10 Quiet Ways Your Character Is Breaking Their Own Heart (And Pretending It's Fine)

These are the betrayals that aren’t loud. They don’t come with fireworks or screaming matches. These are the small, slow deaths. The ones that your character lets happen... while smiling politely.

» They say yes when they desperately want to say no. Every. Damn. Time. They show up when they're exhausted. They agree to things they hate. They make themselves smaller, softer, easier, because "good people" don’t make waves, right? (Spoiler: they're drowning.)

» They keep chasing people who only love them halfway. It's not even subtle anymore. They know these people leave them on "read," show up late, make them feel like an afterthought. But they cling anyway, spinning every scrap of affection into a story about hope. (It’s not hope. It’s hunger.)

» They refuse to believe good things are meant for them. They’ll hype everyone else up. They’ll believe in everyone else's dreams. But when something finally good lands in their lap? They’ll panic. Push it away. Tell themselves it was a fluke. (Because being disappointed feels safer than being lucky.)

» They’re waiting for closure that will never come. An apology. An explanation. A miracle where someone says, "You were right, and I was wrong, and I’m so sorry." They wait years. Decades. Lifetimes. But deep down, they know: some people never come back. Some stories just end without punctuation.

» They’re hoarding all their "almosts" like treasures. The job they almost got. The love that almost worked. The version of themselves they almost became. They replay those maybes like a greatest hits album. (Meanwhile, real life is slipping by while they mourn possibilities.)

» They’re performing a version of success they secretly hate. Look at the Instagram. Look at the LinkedIn updates. Look at the shiny exterior. It looks like winning. But every trophy they collect feels heavier, not lighter. Every promotion tastes a little more like ash. (Turns out, chasing someone else's dream is still losing.)

» They forgive people who aren’t sorry. Not because they’re enlightened. Not because they’ve healed. But because it’s easier to pretend it didn’t hurt than to sit with the fact that it did—and that the person responsible doesn't care. (Some wounds scar better when you stop pretending they were accidents.)

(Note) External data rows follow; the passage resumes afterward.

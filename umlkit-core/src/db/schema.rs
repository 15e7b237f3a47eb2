use anyhow::{Context, Result};
use rusqlite::Connection;

struct Migration {
    version: &'static str,
    name: &'static str,
    sql: &'static str,
}

const MIGRATIONS: &[Migration] = &[Migration {
    version: "001",
    name: "initial",
    sql: include_str!("migrations/001_initial.sql"),
}];

pub fn run_migrations(conn: &Connection) -> Result<()> {
    conn.execute_batch(
        "CREATE TABLE IF NOT EXISTS schema_migrations (
            version TEXT PRIMARY KEY,
            name TEXT NOT NULL,
            applied_at TEXT NOT NULL
        )",
    )
    .context("Failed to create schema_migrations table")?;

    let applied = get_applied_migrations(conn)?;

    for migration in MIGRATIONS {
        if !applied.iter().any(|v| v == migration.version) {
            apply_migration(conn, migration)?;
        }
    }

    Ok(())
}

fn get_applied_migrations(conn: &Connection) -> Result<Vec<String>> {
    let mut stmt = conn.prepare("SELECT version FROM schema_migrations ORDER BY version")?;
    let versions = stmt
        .query_map([], |row| row.get(0))?
        .collect::<Result<Vec<String>, _>>()?;
    Ok(versions)
}

fn apply_migration(conn: &Connection, migration: &Migration) -> Result<()> {
    tracing::info!(
        "Applying migration {}: {}",
        migration.version,
        migration.name
    );

    conn.execute_batch(&format!("BEGIN TRANSACTION; {} COMMIT;", migration.sql))
        .with_context(|| {
            format!(
                "Failed to apply migration {}: {}",
                migration.version, migration.name
            )
        })?;

    let now = chrono::Utc::now().to_rfc3339();
    conn.execute(
        "INSERT INTO schema_migrations (version, name, applied_at) VALUES (?, ?, ?)",
        (migration.version, migration.name, &now),
    )?;

    tracing::info!("Migration {} applied successfully", migration.version);
    Ok(())
}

» They punish themselves for still being soft. The world told them, again and again, that soft things get broken. And they believed it. So every time they feel too much? Every time they cry or hope or trust? They tell themselves they’re weak. Stupid. Embarrassing. (They're not. They're just still alive.)

» They downplay their own magic. They call their talents "lucky breaks." Their beauty "average." Their intelligence "no big deal." They shrug off compliments like they're dangerous. Because deep down, they've been taught that being remarkable makes you a target.

» They cling to the idea that if they just work harder, they'll finally be enough. They believe in meritocracy like it’s a religion. That if they hustle hard enough, self-sacrifice deep enough, burn themselves to ash perfectly enough, someone, somewhere, will finally say, "You're worthy now." (They were always worthy. The system is just broken.)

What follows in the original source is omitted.